■ ACTIVITY ■
From the entries below, copy every line that has the word "None".
── DATASET RECORDS ──
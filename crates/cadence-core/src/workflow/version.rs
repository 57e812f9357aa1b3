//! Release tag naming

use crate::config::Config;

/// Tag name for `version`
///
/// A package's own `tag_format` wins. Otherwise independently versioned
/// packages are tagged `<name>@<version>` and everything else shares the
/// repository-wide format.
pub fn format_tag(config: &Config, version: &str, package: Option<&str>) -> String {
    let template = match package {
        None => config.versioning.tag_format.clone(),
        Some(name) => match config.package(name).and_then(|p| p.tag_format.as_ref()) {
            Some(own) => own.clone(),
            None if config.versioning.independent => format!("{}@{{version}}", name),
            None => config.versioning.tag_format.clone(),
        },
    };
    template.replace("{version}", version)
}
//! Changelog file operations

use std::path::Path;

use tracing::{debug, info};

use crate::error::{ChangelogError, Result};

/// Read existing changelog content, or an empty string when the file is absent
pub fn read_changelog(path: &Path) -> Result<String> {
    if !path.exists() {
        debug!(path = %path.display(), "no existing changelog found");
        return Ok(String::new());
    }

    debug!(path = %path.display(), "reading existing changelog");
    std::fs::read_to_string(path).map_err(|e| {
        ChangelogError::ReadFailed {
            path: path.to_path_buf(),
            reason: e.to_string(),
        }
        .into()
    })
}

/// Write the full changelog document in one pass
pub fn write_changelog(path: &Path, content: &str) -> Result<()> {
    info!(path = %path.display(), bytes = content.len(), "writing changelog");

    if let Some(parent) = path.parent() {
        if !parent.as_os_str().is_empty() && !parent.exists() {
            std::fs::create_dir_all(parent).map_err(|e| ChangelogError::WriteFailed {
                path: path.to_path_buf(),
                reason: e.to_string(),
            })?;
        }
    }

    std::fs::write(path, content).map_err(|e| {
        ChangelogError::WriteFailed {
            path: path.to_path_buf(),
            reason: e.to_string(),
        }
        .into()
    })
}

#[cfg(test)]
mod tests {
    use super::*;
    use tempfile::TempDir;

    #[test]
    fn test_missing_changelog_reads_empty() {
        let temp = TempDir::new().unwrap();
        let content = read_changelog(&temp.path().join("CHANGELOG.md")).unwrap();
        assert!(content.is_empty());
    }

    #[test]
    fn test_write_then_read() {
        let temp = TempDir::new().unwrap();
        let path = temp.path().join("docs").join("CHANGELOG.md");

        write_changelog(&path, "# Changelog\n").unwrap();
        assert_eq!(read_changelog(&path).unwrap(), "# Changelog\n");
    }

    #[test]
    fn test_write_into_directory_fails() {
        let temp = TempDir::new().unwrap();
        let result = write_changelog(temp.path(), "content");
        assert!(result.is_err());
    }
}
───
■ RESULT FOR THIS TASK ■
        None => config.versioning.tag_format.clone(),
            None if config.versioning.independent => format!("{}@{{version}}", name),
            None => config.versioning.tag_format.clone(),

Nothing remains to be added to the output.